### PROBLEM REQUIREMENTS
For the entries below, say how many lines include the word "payload" and add nothing else.

Dataset entries:

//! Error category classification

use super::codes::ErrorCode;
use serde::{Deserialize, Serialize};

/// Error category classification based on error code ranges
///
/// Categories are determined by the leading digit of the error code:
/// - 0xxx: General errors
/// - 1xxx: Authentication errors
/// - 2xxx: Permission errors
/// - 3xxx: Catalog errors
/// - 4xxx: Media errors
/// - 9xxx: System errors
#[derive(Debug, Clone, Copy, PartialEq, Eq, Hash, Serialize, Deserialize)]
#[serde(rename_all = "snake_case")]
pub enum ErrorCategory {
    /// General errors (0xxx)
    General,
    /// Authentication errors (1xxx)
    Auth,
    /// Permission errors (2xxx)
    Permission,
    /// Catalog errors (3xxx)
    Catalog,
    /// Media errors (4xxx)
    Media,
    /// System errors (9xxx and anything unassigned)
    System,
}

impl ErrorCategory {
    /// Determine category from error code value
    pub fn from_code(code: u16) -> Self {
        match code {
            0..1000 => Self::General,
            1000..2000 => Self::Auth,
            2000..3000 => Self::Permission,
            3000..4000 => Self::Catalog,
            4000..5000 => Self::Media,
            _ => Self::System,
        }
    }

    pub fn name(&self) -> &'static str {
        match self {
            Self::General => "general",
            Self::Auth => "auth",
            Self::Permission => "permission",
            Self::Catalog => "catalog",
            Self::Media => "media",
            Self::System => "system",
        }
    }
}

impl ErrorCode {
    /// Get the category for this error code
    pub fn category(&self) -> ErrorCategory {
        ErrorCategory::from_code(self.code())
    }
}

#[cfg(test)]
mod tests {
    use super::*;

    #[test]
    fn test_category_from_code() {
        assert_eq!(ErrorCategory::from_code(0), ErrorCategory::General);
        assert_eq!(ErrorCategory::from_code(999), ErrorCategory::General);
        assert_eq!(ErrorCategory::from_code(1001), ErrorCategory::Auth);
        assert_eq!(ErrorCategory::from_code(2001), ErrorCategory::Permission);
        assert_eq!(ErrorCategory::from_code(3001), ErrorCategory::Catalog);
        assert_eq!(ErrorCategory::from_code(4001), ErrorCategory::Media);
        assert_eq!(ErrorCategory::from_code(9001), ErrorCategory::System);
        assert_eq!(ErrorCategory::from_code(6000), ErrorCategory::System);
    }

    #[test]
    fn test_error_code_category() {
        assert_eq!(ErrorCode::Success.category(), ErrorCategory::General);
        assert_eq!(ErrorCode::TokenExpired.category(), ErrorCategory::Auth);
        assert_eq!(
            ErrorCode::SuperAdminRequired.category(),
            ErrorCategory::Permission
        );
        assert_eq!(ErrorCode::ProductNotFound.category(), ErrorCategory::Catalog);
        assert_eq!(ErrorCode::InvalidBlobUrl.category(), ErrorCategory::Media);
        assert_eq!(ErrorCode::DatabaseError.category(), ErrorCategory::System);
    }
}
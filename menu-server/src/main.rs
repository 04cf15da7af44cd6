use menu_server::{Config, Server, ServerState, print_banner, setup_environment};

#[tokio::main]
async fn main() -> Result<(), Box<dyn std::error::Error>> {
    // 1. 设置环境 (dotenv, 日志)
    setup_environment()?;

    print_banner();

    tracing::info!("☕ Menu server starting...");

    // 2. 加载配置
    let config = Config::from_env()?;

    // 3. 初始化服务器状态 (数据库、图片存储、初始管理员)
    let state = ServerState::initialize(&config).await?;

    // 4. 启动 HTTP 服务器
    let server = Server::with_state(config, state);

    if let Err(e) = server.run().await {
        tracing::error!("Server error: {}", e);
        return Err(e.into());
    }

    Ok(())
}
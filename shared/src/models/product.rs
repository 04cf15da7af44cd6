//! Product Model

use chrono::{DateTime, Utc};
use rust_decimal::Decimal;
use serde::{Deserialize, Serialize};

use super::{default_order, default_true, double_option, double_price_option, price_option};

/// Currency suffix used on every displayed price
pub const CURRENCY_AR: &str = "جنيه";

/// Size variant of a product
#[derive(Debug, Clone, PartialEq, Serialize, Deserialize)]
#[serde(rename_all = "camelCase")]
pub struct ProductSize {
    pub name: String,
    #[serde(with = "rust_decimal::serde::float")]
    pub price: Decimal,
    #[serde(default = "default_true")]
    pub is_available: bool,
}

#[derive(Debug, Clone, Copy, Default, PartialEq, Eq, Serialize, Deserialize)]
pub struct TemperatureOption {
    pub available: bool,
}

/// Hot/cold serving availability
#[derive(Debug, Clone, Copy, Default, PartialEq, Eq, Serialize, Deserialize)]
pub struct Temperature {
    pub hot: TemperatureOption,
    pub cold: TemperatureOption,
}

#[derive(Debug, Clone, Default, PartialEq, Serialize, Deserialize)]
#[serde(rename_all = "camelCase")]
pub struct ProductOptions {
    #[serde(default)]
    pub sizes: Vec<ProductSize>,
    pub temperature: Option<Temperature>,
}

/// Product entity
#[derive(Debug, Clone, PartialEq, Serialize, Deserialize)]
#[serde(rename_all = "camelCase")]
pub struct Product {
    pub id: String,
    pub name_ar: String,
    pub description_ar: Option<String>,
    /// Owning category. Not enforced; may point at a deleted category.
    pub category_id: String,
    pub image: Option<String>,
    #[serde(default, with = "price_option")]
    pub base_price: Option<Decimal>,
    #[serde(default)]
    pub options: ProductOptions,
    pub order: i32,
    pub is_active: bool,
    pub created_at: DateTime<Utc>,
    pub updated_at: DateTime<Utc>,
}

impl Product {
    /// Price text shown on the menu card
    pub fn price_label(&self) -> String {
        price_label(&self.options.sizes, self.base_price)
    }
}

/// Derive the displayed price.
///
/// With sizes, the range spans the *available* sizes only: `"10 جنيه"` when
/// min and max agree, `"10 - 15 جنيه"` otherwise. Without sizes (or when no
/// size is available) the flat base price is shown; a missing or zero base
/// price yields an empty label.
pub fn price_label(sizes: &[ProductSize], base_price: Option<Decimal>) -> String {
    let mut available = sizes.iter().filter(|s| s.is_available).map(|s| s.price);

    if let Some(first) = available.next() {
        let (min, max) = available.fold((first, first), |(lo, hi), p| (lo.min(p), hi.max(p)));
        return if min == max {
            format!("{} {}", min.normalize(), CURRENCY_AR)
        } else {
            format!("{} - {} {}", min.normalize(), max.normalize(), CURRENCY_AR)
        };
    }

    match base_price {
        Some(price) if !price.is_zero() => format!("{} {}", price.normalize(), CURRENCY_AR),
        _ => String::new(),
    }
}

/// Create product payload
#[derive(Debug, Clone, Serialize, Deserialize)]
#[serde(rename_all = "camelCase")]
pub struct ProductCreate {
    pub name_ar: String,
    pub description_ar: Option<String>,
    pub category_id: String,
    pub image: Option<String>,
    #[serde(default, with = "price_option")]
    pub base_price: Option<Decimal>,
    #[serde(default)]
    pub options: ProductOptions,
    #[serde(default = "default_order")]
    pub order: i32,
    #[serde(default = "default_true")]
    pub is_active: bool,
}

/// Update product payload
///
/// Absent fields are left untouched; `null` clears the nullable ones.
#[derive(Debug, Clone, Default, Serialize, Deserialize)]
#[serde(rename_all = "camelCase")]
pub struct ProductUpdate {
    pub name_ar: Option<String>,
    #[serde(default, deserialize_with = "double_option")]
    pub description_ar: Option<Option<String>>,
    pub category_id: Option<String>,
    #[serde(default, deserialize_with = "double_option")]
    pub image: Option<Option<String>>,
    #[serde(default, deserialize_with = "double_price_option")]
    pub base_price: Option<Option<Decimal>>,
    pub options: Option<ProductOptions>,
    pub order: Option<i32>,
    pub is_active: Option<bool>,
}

* * *

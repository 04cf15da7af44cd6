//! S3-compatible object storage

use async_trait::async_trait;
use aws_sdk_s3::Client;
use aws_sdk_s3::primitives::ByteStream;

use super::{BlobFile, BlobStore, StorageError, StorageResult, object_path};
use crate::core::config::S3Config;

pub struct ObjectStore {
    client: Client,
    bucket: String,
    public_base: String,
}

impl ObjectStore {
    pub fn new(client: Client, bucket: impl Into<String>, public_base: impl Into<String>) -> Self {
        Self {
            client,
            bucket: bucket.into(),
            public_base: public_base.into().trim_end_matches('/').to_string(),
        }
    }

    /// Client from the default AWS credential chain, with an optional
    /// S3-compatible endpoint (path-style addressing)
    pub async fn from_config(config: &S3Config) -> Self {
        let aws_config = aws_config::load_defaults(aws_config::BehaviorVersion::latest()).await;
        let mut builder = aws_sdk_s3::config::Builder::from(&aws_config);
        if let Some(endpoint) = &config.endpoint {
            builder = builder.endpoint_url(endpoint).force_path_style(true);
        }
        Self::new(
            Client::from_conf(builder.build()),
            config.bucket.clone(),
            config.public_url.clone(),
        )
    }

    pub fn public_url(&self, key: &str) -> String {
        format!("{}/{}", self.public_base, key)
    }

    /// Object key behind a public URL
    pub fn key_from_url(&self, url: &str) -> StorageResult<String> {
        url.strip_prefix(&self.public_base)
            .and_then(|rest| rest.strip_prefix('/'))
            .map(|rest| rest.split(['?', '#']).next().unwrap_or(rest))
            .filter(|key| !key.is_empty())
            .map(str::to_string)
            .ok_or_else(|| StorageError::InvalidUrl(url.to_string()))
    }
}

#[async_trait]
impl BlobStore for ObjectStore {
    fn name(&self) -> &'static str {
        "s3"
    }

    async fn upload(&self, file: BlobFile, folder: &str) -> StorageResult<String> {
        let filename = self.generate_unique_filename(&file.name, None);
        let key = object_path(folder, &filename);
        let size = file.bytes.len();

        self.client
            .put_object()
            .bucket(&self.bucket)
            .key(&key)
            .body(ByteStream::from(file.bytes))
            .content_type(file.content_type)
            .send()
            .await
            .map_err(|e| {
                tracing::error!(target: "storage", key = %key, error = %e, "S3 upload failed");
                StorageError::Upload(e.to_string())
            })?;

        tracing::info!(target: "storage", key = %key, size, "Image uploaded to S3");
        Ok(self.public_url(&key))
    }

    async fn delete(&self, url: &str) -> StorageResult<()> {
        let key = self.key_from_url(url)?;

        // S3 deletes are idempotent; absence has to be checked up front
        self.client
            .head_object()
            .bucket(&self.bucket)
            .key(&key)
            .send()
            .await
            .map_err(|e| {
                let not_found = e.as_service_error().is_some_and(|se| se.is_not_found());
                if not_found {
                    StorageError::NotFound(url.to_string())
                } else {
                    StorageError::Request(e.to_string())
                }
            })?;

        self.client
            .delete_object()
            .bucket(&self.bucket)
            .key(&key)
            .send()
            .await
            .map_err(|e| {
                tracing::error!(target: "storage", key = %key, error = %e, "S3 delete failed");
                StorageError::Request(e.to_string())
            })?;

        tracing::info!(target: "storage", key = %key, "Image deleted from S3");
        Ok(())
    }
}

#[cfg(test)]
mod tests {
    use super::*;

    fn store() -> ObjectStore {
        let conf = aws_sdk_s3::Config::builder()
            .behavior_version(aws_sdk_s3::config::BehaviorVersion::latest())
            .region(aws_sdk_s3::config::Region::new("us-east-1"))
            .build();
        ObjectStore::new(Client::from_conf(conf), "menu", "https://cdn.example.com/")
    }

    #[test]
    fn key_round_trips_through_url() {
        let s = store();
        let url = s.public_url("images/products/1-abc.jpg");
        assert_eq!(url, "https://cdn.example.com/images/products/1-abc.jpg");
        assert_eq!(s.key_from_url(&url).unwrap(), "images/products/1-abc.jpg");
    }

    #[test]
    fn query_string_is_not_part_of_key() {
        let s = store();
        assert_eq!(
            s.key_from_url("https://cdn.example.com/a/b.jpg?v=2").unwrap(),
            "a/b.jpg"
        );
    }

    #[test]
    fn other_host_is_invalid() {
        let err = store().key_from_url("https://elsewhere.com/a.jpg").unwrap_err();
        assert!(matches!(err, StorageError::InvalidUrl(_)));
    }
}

### COMPLETED TASK
2